INPUT RECORDS

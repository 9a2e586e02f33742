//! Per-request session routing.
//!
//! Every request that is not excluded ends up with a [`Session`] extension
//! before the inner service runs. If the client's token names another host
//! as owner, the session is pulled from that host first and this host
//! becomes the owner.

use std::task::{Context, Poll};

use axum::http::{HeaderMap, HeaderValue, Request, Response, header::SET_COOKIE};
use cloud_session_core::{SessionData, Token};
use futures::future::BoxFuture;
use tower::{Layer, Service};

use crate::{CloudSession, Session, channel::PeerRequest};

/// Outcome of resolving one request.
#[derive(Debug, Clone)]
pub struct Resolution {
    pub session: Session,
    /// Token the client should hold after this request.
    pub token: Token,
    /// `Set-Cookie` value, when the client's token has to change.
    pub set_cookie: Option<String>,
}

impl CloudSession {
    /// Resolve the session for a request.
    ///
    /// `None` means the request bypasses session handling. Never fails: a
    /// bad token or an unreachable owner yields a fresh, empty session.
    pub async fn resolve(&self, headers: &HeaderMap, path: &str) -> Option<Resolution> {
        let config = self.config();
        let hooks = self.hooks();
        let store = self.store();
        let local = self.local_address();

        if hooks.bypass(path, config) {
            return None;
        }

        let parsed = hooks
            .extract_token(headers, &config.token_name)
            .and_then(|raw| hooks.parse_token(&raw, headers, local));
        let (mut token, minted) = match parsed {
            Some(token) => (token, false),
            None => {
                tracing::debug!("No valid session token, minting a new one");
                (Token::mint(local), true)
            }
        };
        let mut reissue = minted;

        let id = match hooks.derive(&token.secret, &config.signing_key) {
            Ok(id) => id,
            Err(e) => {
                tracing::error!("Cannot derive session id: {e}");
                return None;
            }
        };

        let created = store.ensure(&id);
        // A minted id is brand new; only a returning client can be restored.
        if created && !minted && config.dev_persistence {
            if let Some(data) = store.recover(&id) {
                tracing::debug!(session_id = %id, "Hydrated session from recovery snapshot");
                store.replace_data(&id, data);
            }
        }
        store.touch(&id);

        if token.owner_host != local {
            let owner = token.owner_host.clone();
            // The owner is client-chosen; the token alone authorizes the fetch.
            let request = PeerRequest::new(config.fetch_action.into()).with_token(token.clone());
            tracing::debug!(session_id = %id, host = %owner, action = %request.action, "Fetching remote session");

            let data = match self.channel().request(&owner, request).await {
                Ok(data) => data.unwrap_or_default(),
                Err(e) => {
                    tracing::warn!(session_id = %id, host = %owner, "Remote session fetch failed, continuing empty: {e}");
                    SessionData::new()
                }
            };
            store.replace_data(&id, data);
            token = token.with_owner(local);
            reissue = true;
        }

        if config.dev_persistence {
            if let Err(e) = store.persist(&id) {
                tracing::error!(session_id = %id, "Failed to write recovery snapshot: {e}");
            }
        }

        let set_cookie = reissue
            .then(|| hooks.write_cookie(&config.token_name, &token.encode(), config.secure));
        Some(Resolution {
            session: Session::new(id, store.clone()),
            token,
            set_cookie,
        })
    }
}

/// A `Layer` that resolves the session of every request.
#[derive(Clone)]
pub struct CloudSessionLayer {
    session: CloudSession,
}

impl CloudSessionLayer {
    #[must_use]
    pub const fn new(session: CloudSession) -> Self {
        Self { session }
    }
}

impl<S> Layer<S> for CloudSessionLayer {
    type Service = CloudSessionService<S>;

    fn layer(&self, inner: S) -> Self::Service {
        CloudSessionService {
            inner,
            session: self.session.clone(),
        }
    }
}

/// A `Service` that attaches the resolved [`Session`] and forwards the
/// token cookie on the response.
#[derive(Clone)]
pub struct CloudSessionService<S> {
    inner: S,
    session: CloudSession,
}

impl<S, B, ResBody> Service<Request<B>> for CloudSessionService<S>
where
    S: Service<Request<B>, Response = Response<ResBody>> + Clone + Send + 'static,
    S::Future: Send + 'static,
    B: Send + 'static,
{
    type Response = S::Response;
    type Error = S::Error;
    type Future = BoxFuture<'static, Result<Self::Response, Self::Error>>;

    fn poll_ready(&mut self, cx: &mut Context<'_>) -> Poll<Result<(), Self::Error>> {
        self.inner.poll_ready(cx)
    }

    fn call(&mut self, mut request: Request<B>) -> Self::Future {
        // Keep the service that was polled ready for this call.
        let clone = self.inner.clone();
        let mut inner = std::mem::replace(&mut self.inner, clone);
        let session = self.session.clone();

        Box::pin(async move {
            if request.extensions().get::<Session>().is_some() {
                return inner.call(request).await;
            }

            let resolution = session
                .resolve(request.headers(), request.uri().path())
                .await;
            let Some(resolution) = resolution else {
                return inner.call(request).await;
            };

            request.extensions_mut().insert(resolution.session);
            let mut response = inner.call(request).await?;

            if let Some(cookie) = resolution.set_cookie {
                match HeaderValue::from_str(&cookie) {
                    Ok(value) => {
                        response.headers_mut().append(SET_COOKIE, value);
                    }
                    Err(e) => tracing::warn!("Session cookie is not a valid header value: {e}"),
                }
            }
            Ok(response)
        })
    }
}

EXERCISE PROMPT
Transcribe all of the lines in the records precisely.

EXERCISE ANSWER
repository 9a2e586e02f33742
//! Per-request session routing.
//!
//! Every request that is not excluded ends up with a [`Session`] extension
//! before the inner service runs. If the client's token names another host
//! as owner, the session is pulled from that host first and this host
//! becomes the owner.

use std::task::{Context, Poll};

use axum::http::{HeaderMap, HeaderValue, Request, Response, header::SET_COOKIE};
use cloud_session_core::{SessionData, Token};
use futures::future::BoxFuture;
use tower::{Layer, Service};

use crate::{CloudSession, Session, channel::PeerRequest};

/// Outcome of resolving one request.
#[derive(Debug, Clone)]
pub struct Resolution {
    pub session: Session,
    /// Token the client should hold after this request.
    pub token: Token,
    /// `Set-Cookie` value, when the client's token has to change.
    pub set_cookie: Option<String>,
}

impl CloudSession {
    /// Resolve the session for a request.
    ///
    /// `None` means the request bypasses session handling. Never fails: a
    /// bad token or an unreachable owner yields a fresh, empty session.
    pub async fn resolve(&self, headers: &HeaderMap, path: &str) -> Option<Resolution> {
        let config = self.config();
        let hooks = self.hooks();
        let store = self.store();
        let local = self.local_address();

        if hooks.bypass(path, config) {
            return None;
        }

        let parsed = hooks
            .extract_token(headers, &config.token_name)
            .and_then(|raw| hooks.parse_token(&raw, headers, local));
        let (mut token, minted) = match parsed {
            Some(token) => (token, false),
            None => {
                tracing::debug!("No valid session token, minting a new one");
                (Token::mint(local), true)
            }
        };
        let mut reissue = minted;

        let id = match hooks.derive(&token.secret, &config.signing_key) {
            Ok(id) => id,
            Err(e) => {
                tracing::error!("Cannot derive session id: {e}");
                return None;
            }
        };

        let created = store.ensure(&id);
        // A minted id is brand new; only a returning client can be restored.
        if created && !minted && config.dev_persistence {
            if let Some(data) = store.recover(&id) {
                tracing::debug!(session_id = %id, "Hydrated session from recovery snapshot");
                store.replace_data(&id, data);
            }
        }
        store.touch(&id);

        if token.owner_host != local {
            let owner = token.owner_host.clone();
            // The owner is client-chosen; the token alone authorizes the fetch.
            let request = PeerRequest::new(config.fetch_action.into()).with_token(token.clone());
            tracing::debug!(session_id = %id, host = %owner, action = %request.action, "Fetching remote session");

            let data = match self.channel().request(&owner, request).await {
                Ok(data) => data.unwrap_or_default(),
                Err(e) => {
                    tracing::warn!(session_id = %id, host = %owner, "Remote session fetch failed, continuing empty: {e}");
                    SessionData::new()
                }
            };
            store.replace_data(&id, data);
            token = token.with_owner(local);
            reissue = true;
        }

        if config.dev_persistence {
            if let Err(e) = store.persist(&id) {
                tracing::error!(session_id = %id, "Failed to write recovery snapshot: {e}");
            }
        }

        let set_cookie = reissue
            .then(|| hooks.write_cookie(&config.token_name, &token.encode(), config.secure));
        Some(Resolution {
            session: Session::new(id, store.clone()),
            token,
            set_cookie,
        })
    }
}

/// A `Layer` that resolves the session of every request.
#[derive(Clone)]
pub struct CloudSessionLayer {
    session: CloudSession,
}

impl CloudSessionLayer {
    #[must_use]
    pub const fn new(session: CloudSession) -> Self {
        Self { session }
    }
}

impl<S> Layer<S> for CloudSessionLayer {
    type Service = CloudSessionService<S>;

    fn layer(&self, inner: S) -> Self::Service {
        CloudSessionService {
            inner,
            session: self.session.clone(),
        }
    }
}

/// A `Service` that attaches the resolved [`Session`] and forwards the
/// token cookie on the response.
#[derive(Clone)]
pub struct CloudSessionService<S> {
    inner: S,
    session: CloudSession,
}

impl<S, B, ResBody> Service<Request<B>> for CloudSessionService<S>
where
    S: Service<Request<B>, Response = Response<ResBody>> + Clone + Send + 'static,
    S::Future: Send + 'static,
    B: Send + 'static,
{
    type Response = S::Response;
    type Error = S::Error;
    type Future = BoxFuture<'static, Result<Self::Response, Self::Error>>;

    fn poll_ready(&mut self, cx: &mut Context<'_>) -> Poll<Result<(), Self::Error>> {
        self.inner.poll_ready(cx)
    }

    fn call(&mut self, mut request: Request<B>) -> Self::Future {
        // Keep the service that was polled ready for this call.
        let clone = self.inner.clone();
        let mut inner = std::mem::replace(&mut self.inner, clone);
        let session = self.session.clone();

        Box::pin(async move {
            if request.extensions().get::<Session>().is_some() {
                return inner.call(request).await;
            }

            let resolution = session
                .resolve(request.headers(), request.uri().path())
                .await;
            let Some(resolution) = resolution else {
                return inner.call(request).await;
            };

            request.extensions_mut().insert(resolution.session);
            let mut response = inner.call(request).await?;

            if let Some(cookie) = resolution.set_cookie {
                match HeaderValue::from_str(&cookie) {
                    Ok(value) => {
                        response.headers_mut().append(SET_COOKIE, value);
                    }
                    Err(e) => tracing::warn!("Session cookie is not a valid header value: {e}"),
                }
            }
            Ok(response)
        })
    }
}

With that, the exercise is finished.